The transcriptional effect of SOD1G93A mutation is higher in the spinal cord than in the iWAT

Since the spinal cord is the tissue primarily affected by the SOD1G93A mutation, we evaluated if the systemic effect of lowering leptin levels would have a direct impact on the spinal cord. Thus, in parallel, we run a transcriptomic analysis of the spinal cord on the same mice as in the transcriptomic analysis of the iWAT. The expression of the leptin receptor in the spinal cord is considerably low as reported in Protein Atlas database (https://www.proteinatlas.org/ENSG00000116678-LEPR/tissue) and some works24,26. We confirmed that the expression of leptin was much higher (nearly 19 times more) in the iWAT than in the spinal cord (which expression is basically null) (Supplementary Fig. 2A). On the other hand, the differences of the gene expression of the leptin receptor in those two tissues (Supplementary Fig. 2B) were not that obvious. In addition, we verified the expression of the protein of the leptin receptor in the spinal cord. The leptin receptor protein was present in all spinal cords from all genotypes, but the mice with leptin haploinsufficiency (Lep+/−) showed slight upregulation of the receptor expression, which might suggest a compensatory mechanism that is not present in the SOD1G93A Lep+/− mice (Supplementary Fig. 2C,D).

As with the iWAT, we first evaluated the effect of the leptin deficiency alone in the transcriptome of the lumbar spinal cord (SPC) (Lepob/+ vs WT) and found very mild effects, with 21 DEGs identified (16 up and 5 down) at FDR < 0.05 (Fig. 5A). The GSEA pathway analysis showed a down regulation of processes related to metabolism, such as “fatty acid metabolic process", “monocarboxylic acid metabolic process” and “cholesterol metabolic process” (Fig. 5B). The ORA analysis revealed other altered processes, mainly in the PI3K signaling pathway. Interestingly, the "negative regulation of cytokine production" pathway was among the top 10 GO terms altered, which is consistent with the anti-inflammatory effect of leptin deficiency (Supplementary Fig. 3A).

Figure 5
figure 5

Transcriptomic profile in the SPC of SOD1G93A and leptin deficient mice. Volcano plots showing the DEGs identified by FDR < 0.05 in the SPC of 90 days old female mice, comparing; (A) Lepob/+vs WT, (C) SOD1G93A vs WT, and (E). SOD1G93ALepob/+ versus SOD1G93A. Dots in blue denote genes that are downregulated and in red genes that are upregulated. Gray dots denote genes that are not significantly changed with the threshold of FDR < 0.05. (B, D, F) Dot plots showing deregulated pathways identified by GSEA with FDR < 0.05. The size of the dots are proportional to the number of the genes implicated in the pathway and the color of the dots represent the significance related to the value of the FDR.

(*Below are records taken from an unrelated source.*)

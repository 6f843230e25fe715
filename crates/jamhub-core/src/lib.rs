//! # jamhub-core
//!
//! Core crate for JamHub. Contains the document store trait,
//! configuration schemas, typed identifiers, and the unified error system.
//!
//! This crate has **no** internal dependencies on other JamHub crates.

pub mod config;
pub mod error;
pub mod result;
pub mod traits;
pub mod types;

pub use error::AppError;
pub use result::AppResult;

The transgene SOD1G93A had a very strong effect on the SPC gene expression profile, as we previously shown (from Fernández-Beltrán LC et al. 2021). We identified 1174 DEGs (639 up and 535 down) (Fig. 5C, adapted from Fernández-Beltrán LC et al. 2021). Similar to the iWAT transcriptome of SOD1G93A mice, the SOD1G93A transgene induced more upregulation of genes than inhibition. In the GSEA analysis we also found, among the top dysregulated biological pathways, several pathways related to an activation of immune system, such as: “positive regulation of defense response”, “positive regulation of cytokine production”, “inflammatory response” (Fig. 5D). On other hand, top downregulated processes were related to metabolic processes such as: fatty acid, steroids, and alpha amino acids. Similar results were found with the ORA analysis in relation to immune system activation: leukocyte activation, tumor necrosis factor, and phagocytosis (Supplementary Fig. 3B).

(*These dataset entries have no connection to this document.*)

//! Inbound and outbound WebSocket message type definitions.

use std::collections::BTreeMap;

use serde::{Deserialize, Serialize};

use jamhub_core::types::{Identity, JamCode, TrackId};
use jamhub_entity::jam::{MemberRecord, NewTrack, PermissionPatch, PlaybackState, Track};
use jamhub_entity::{JamSnapshot, JamSummary};
use jamhub_service::{EndReason, PendingJoinRequest};

/// Messages sent by the client to the server.
#[derive(Debug, Clone, Serialize, Deserialize)]
#[serde(tag = "type", rename_all = "snake_case")]
pub enum InboundMessage {
    /// Start a new jam and become its host.
    CreateSession {
        /// Display name.
        name: String,
        /// Host nickname.
        nickname: String,
        /// Whether a password is needed to join.
        #[serde(default)]
        is_private: bool,
        /// Password for private jams.
        #[serde(default)]
        password: Option<String>,
    },
    /// Join an existing jam as a guest.
    JoinSession {
        /// Jam to join.
        jam_code: JamCode,
        /// Guest nickname.
        nickname: String,
        /// Password for private jams.
        #[serde(default)]
        password: Option<String>,
    },
    /// Leave a jam. The host leaving ends it.
    LeaveSession {
        /// Jam to leave.
        jam_code: JamCode,
    },
    /// End a jam. Host only.
    EndSession {
        /// Jam to end.
        jam_code: JamCode,
    },
    /// Host pushes its full playback state.
    SyncPlaybackState {
        /// Jam being synced.
        jam_code: JamCode,
        /// Index into the playlist.
        track_index: usize,
        /// Position in seconds.
        position: f64,
        /// Whether playback runs.
        is_playing: bool,
        /// Replacement playlist.
        #[serde(default)]
        playlist: Option<Vec<NewTrack>>,
    },
    /// Play a queued track from the start.
    PlayTrack {
        /// Target jam.
        jam_code: JamCode,
        /// Track to play.
        track_id: TrackId,
    },
    /// Pause at a position.
    PausePlayback {
        /// Target jam.
        jam_code: JamCode,
        /// Position in seconds.
        position: f64,
    },
    /// Resume from the stored position.
    ResumePlayback {
        /// Target jam.
        jam_code: JamCode,
    },
    /// Seek within the current track.
    SeekPlayback {
        /// Target jam.
        jam_code: JamCode,
        /// Position in seconds.
        position: f64,
    },
    /// Advance to the next track.
    NextTrack {
        /// Target jam.
        jam_code: JamCode,
    },
    /// Append a track.
    AddTrack {
        /// Target jam.
        jam_code: JamCode,
        /// Track to append.
        track: NewTrack,
    },
    /// Remove a track.
    RemoveTrack {
        /// Target jam.
        jam_code: JamCode,
        /// Track to remove.
        track_id: TrackId,
    },
    /// Change a guest's permissions. Host only.
    SetPermissions {
        /// Target jam.
        jam_code: JamCode,
        /// Guest to change.
        target: Identity,
        /// Flags to change.
        permissions: PermissionPatch,
    },
    /// Give every member every permission. Host only.
    GrantAllPermissions {
        /// Target jam.
        jam_code: JamCode,
    },
    /// Hand the host role to another member. Host only.
    TransferHost {
        /// Target jam.
        jam_code: JamCode,
        /// New host.
        target: Identity,
    },
    /// Ask to be let into a private jam.
    RequestJoin {
        /// Target jam.
        jam_code: JamCode,
        /// Nickname to use.
        nickname: String,
    },
    /// Let a requester in. Host only.
    ApproveJoinRequest {
        /// Target jam.
        jam_code: JamCode,
        /// Who asked.
        requester: Identity,
    },
    /// Turn a requester down. Host only.
    DenyJoinRequest {
        /// Target jam.
        jam_code: JamCode,
        /// Who asked.
        requester: Identity,
    },
    /// Pending requests. Host only.
    ListJoinRequests {
        /// Target jam.
        jam_code: JamCode,
    },
    /// Current state of a jam the caller is in.
    GetState {
        /// Target jam.
        jam_code: JamCode,
    },
    /// Public jams the caller could join.
    ListPublicJams,
    /// Pong response to server ping.
    Pong {
        /// Echoed timestamp.
        #[serde(default)]
        timestamp: i64,
    },
}

impl InboundMessage {
    /// Wire name, for logs.
    pub fn name(&self) -> &'static str {
        match self {
            Self::CreateSession { .. } => "create_session",
            Self::JoinSession { .. } => "join_session",
            Self::LeaveSession { .. } => "leave_session",
            Self::EndSession { .. } => "end_session",
            Self::SyncPlaybackState { .. } => "sync_playback_state",
            Self::PlayTrack { .. } => "play_track",
            Self::PausePlayback { .. } => "pause_playback",
            Self::ResumePlayback { .. } => "resume_playback",
            Self::SeekPlayback { .. } => "seek_playback",
            Self::NextTrack { .. } => "next_track",
            Self::AddTrack { .. } => "add_track",
            Self::RemoveTrack { .. } => "remove_track",
            Self::SetPermissions { .. } => "set_permissions",
            Self::GrantAllPermissions { .. } => "grant_all_permissions",
            Self::TransferHost { .. } => "transfer_host",
            Self::RequestJoin { .. } => "request_join",
            Self::ApproveJoinRequest { .. } => "approve_join_request",
            Self::DenyJoinRequest { .. } => "deny_join_request",
            Self::ListJoinRequests { .. } => "list_join_requests",
            Self::GetState { .. } => "get_state",
            Self::ListPublicJams => "list_public_jams",
            Self::Pong { .. } => "pong",
        }
    }
}

/// Messages sent by the server to the client.
#[derive(Debug, Clone, PartialEq, Serialize, Deserialize)]
#[serde(tag = "type", rename_all = "snake_case")]
pub enum OutboundMessage {
    /// First frame on every connection.
    Connected {
        /// Identity the connection acts as.
        identity: Identity,
    },
    /// The recipient created a jam.
    SessionCreated {
        /// New jam code.
        jam_code: JamCode,
        /// Display name.
        name: String,
        /// Link guests can open.
        shareable_link: String,
    },
    /// The recipient joined a jam.
    SessionJoinSuccess {
        /// Full jam state.
        jam: JamSnapshot,
    },
    /// Members or host changed.
    MembersChanged {
        /// Jam code.
        jam_code: JamCode,
        /// Current host.
        host: Identity,
        /// Current members.
        members: BTreeMap<Identity, MemberRecord>,
    },
    /// Playback changed.
    PlaybackStateUpdated {
        /// Jam code.
        jam_code: JamCode,
        /// New playback state.
        playback: PlaybackState,
        /// Replacement playlist, when one was sent.
        #[serde(default, skip_serializing_if = "Option::is_none")]
        playlist: Option<Vec<Track>>,
        /// Who changed it.
        updated_by: Identity,
    },
    /// Queue changed.
    PlaylistUpdated {
        /// Jam code.
        jam_code: JamCode,
        /// Current queue.
        playlist: Vec<Track>,
    },
    /// The jam ended.
    SessionEnded {
        /// Jam code.
        jam_code: JamCode,
        /// Why.
        reason: EndReason,
    },
    /// Someone asked to join (host only).
    JoinRequested {
        /// Jam code.
        jam_code: JamCode,
        /// Who asked.
        requester: Identity,
        /// Requested nickname.
        nickname: String,
    },
    /// The recipient's join request was turned down.
    JoinRequestDenied {
        /// Jam code.
        jam_code: JamCode,
    },
    /// Reply to `list_join_requests`.
    JoinRequests {
        /// Jam code.
        jam_code: JamCode,
        /// Pending requests, oldest first.
        requests: Vec<PendingJoinRequest>,
    },
    /// Reply to `get_state`.
    JamState {
        /// Full jam state.
        jam: JamSnapshot,
    },
    /// Reply to `list_public_jams`.
    PublicJams {
        /// Joinable jams, newest first.
        jams: Vec<JamSummary>,
    },
    /// Ping (server keepalive).
    Ping {
        /// Server timestamp in milliseconds.
        timestamp: i64,
    },
    /// A command failed.
    Error {
        /// Error code.
        code: String,
        /// Error description.
        message: String,
    },
}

In the spinal cord of the SOD1G93A the effect of lowering leptin levels was very mild. Compared to the SOD1G93A alone, the transcriptome of the SPC of SOD1G93ALepob/+ identified 18 DEGs with FDR > 0.05 (9 up and 9 down) (Fig. 5E). These results were expected since the effect of lowering the leptin levels might be mostly indirect on the spinal cord, and from systemic metabolic changes. Looking at the most relevant biological processes and pathways altered by the combination of the two mutations (SOD1G93ALepob/+), the GSEA analysis identified an activation of transcription-translation processes (“Demethylation”, “ribonucleoprotein complex assembly” and “Cytoplasmic translational initiation”) and metabolic processes (“Fatty acid metabolic process” and “Monocarboxylic acid metabolism process”) (Fig. 5F). These metabolic processes were downregulated in both Lepob/+ and SOD1G93A mice when compared with WT.

Leptin deficiency had a mild effect on maintaining the regulation of fatty acid metabolism and no effect on inflamation in the spinal cord of SOD1G93A mice

Lowering the levels of leptin had minimum effect on the transcriptional inflammatory response in the SPC in the SOD1G93A background (comparing SOD1G93ALepob/+ vs SOD1G93A) (Supplementary Fig. 4). Interestingly, other metabolic pathways seemed to be changed by the approach. The pathway analyses in the SPC of the different groups also revealed that metabolism processes were dysregulated not only by SOD1G93A but also when combined with leptin deficiency (Fig. 5B,D,F). The “fatty acid metabolism” (GO: 0006631) was the common metabolic process dysregulated in SOD1G93A mice and in SOD1G93ALepob/+ in the SPC. We identify the genes altered on this process and plotted them in a distribution based on their up or down regulation by fold change (FC). The genes involved in fatty acid metabolism tend to be inhibited in the SPC of SOD1G93A mice (Fig. 6A), while leptin deficiency when placed in SOD1G93A background, showed increased expression of these same fatty acid genes (Fig. 6B). Finally, we performed a hierarchical clustering analysis on those genes involved in fatty acid metabolism comparing the expression profile among the four different groups. Leptin deficiency in the spinal cord of SOD1G93A mice corrected the inhibition of some of the genes involved in fatty acid metabolism (Fig. 6C).

Figure 6
figure 6

Analysis of alterations in the expression of fatty acid metabolism in the SPC (A). Enrichment score plot of the GSEA results for “Fatty acid metabolic process” in the SPC SOD1G93A. (B) Enrichment score plot of the GSEA results for “Fatty acid metabolic process” in the SPC in SOD1G93ALepob/+ iWAT. (C) Hierarchical clustering heatmap for top deregulated genes involved in fatty acid metabolism in SPC. Columns represent the comparison between the different groups of interest (Lepob/+vs WT; SOD1G93A vs WT, and SOD1G93ALepob/+ vs SOD1G93A), and rows represent each gene found differentially expressed related to the fatty acid metabolic process. Red color represents overexpression and dark blue downregulation of genes related to fatty acid metabolic process processes in the SPC.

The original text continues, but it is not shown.